United Nations calls on US police to halt use of force against journalists covering protests

 (Getty)
(Getty)

Journalists covering protests in the United States should be permitted to do their jobs without fear of attack or arrest, the United Nations human rights office said on Friday.

A mounting crackdown on reporters by authorities has been seen in recent weeks as the Trump administration has deployed federal agents to several cities where demonstrators are calling for racial justice.

And now, UN human rights spokesperson Liz Throssell has spoken out to protect the press.

“[The protests] must be able to continue without those participating in them and also the people reporting on them, the journalists, risking arbitrary arrest or detention, being subject to unnecessary disproportionate or discriminatory use of force or suffering other violations of their rights,” she said at a news conference in Geneva.

Her comments come after weeks of US authorities attacking and arresting the journalists who are covering the historic racial protests sparked by the police killing of George Floyd.

On 1 July, Andrew Buncombe, chief US correspondent with The Independent, was arrested in Seattle while covering the police clearance of the Capitol Hill Organised Protest (CHOP). He was charged with failure to disperse despite repeatedly identifying himself as a journalist. He was held for at least eight hours before being released.

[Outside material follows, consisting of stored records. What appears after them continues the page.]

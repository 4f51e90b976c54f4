//! Audit decision and reason codes

use serde::{Deserialize, Serialize};

/// Why a gate blocked an event
#[derive(Debug, Clone, Copy, PartialEq, Eq, Hash, Serialize, Deserialize)]
#[serde(rename_all = "snake_case")]
pub enum BlockReason {
    QuietHours,
    QuotaExceeded,
    BurstExceeded,
    BurstLockout,
    RateLimited,
    Cooldown,
}

impl BlockReason {
    pub fn as_str(self) -> &'static str {
        match self {
            BlockReason::QuietHours => "quiet_hours",
            BlockReason::QuotaExceeded => "quota_exceeded",
            BlockReason::BurstExceeded => "burst_exceeded",
            BlockReason::BurstLockout => "burst_lockout",
            BlockReason::RateLimited => "rate_limited",
            BlockReason::Cooldown => "cooldown",
        }
    }
}

impl std::fmt::Display for BlockReason {
    fn fmt(&self, f: &mut std::fmt::Formatter<'_>) -> std::fmt::Result {
        f.write_str(self.as_str())
    }
}

/// Why an event was absorbed instead of enqueued
#[derive(Debug, Clone, Copy, PartialEq, Eq, Hash, Serialize, Deserialize)]
#[serde(rename_all = "snake_case")]
pub enum MergeReason {
    Dedup,
    Aggregation,
}

impl std::fmt::Display for MergeReason {
    fn fmt(&self, f: &mut std::fmt::Formatter<'_>) -> std::fmt::Result {
        match self {
            MergeReason::Dedup => write!(f, "dedup"),
            MergeReason::Aggregation => write!(f, "aggregation"),
        }
    }
}

/// Why a dispatch did not complete successfully
#[derive(Debug, Clone, Copy, PartialEq, Eq, Hash, Serialize, Deserialize)]
#[serde(rename_all = "snake_case")]
pub enum DispatchFailure {
    PlaybackError,
    PlaybackTimeout,
}

/// Kind of decision an audit record describes
#[derive(Debug, Clone, Copy, PartialEq, Eq, Hash, Serialize, Deserialize)]
#[serde(rename_all = "snake_case")]
pub enum AuditDecision {
    Admitted,
    Blocked,
    Merged,
    /// Queued item dropped by the oldest/lowest policy
    Evicted,
    /// Incoming item refused by the reject-new policy
    Rejected,
    Dispatched,
    DispatchFailed,
    /// Admitted but never played because the pipeline shut down
    Discarded,
}

impl std::fmt::Display for AuditDecision {
    fn fmt(&self, f: &mut std::fmt::Formatter<'_>) -> std::fmt::Result {
        let s = match self {
            AuditDecision::Admitted => "admitted",
            AuditDecision::Blocked => "blocked",
            AuditDecision::Merged => "merged",
            AuditDecision::Evicted => "evicted",
            AuditDecision::Rejected => "rejected",
            AuditDecision::Dispatched => "dispatched",
            AuditDecision::DispatchFailed => "dispatch_failed",
            AuditDecision::Discarded => "discarded",
        };
        f.write_str(s)
    }
}

/// Reason code attached to an audit record
#[derive(Debug, Clone, Copy, PartialEq, Eq, Hash, Serialize, Deserialize)]
#[serde(rename_all = "snake_case")]
pub enum AuditReason {
    QuietHours,
    QuotaExceeded,
    BurstExceeded,
    BurstLockout,
    RateLimited,
    Cooldown,
    Dedup,
    Aggregation,
    PlaybackError,
    PlaybackTimeout,
    DropPolicyApplied,
    Preempted,
    Shutdown,
}

impl From<BlockReason> for AuditReason {
    fn from(reason: BlockReason) -> Self {
        match reason {
            BlockReason::QuietHours => AuditReason::QuietHours,
            BlockReason::QuotaExceeded => AuditReason::QuotaExceeded,
            BlockReason::BurstExceeded => AuditReason::BurstExceeded,
            BlockReason::BurstLockout => AuditReason::BurstLockout,
            BlockReason::RateLimited => AuditReason::RateLimited,
            BlockReason::Cooldown => AuditReason::Cooldown,
        }
    }
}

impl From<MergeReason> for AuditReason {
    fn from(reason: MergeReason) -> Self {
        match reason {
            MergeReason::Dedup => AuditReason::Dedup,
            MergeReason::Aggregation => AuditReason::Aggregation,
        }
    }
}

impl From<DispatchFailure> for AuditReason {
    fn from(failure: DispatchFailure) -> Self {
        match failure {
            DispatchFailure::PlaybackError => AuditReason::PlaybackError,
            DispatchFailure::PlaybackTimeout => AuditReason::PlaybackTimeout,
        }
    }
}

In response, The Independent launched a campaign to protect journalists called Journalism Is Not a Crime.

Announcing the initiative, The Independent said in an editorial: “What we see today is how often the human rights of many, reporters included, seem to be casually disregarded by American police forces that are granted extraordinary immunities from prosecution. A certain institutional ethos has developed that the police are above the law, and have so little to fear from press scrutiny that they can lock journalists up with impunity.

“It is not healthy for a police officer to treat justice and the tradition of habeas corpus as dispensable, mere inconveniences to clearing the streets.”

More than 70 journalists in the US have been arrested during Black Lives Matter demonstrations, while dozens of others have been injured by rubber bullets, pepper spray and tear gas. The US Press Freedom Tracker has collected more than 500 reports of journalists being targeted during unrest in the wake of George Floyd’s killing by police in late May.

Karen Pierce, the UK ambassador to the US, told The Independent on Friday that America has a “very strong track record on media freedom, and naturally we look to that to continue.”

“I have taken up [Andrew Buncombe’s] case and that of other British journalists with the State Department and the White House,” she said in response to a question from The Independent about the rise of attacks on journalists in the US.

Ms Throssell, from the Office of the UN High Commissioner for Human Rights, raised concerns over reports that people were being detained by unidentified federal officers in Portland, Oregon.

“That is a worry, because it may place those detained outside the protection of the law, and may give rise to arbitrary detention and other human rights violations,” she said.

The Trump administration’s decision to send federal agents to Portland and a number of other US cities has sparked controversy in recent days. The president announced plans this week to send agents to Chicago and Albuquerque, New Mexico, as he increasingly touts “law and order” as the central theme of his 2020 re-election campaign.

Agents from the US Customs and Border Protection, Immigration and Customs Enforcement, and the Department of Homeland Security’s Federal Protective Service were deployed to Portland ostensibly to protect federal buildings. But video and witness testimony has emerged in recent days showing them detaining people without cause far from federal property, and using violence against peaceful protesters.

On Thursday, a judge in Portland barred federal law enforcement officers from arresting or using physical force against journalists and legal observers attending the protests if they were not committing any crimes.

“When wrongdoing is under way, officials have great incentive to blindfold the eyes of the fourth estate,” federal judge Michael H Simon said in his ruling. “The free press is the guardian of the public interest, and the judiciary is the guardian of the press.”

Portland’s mayor has described the use of federal agents to quell protests as “a direct threat to democracy”.

Two federal watchdogs launched investigations this week into the use of force by federal law enforcement agents in Portland and Washington DC during the protests.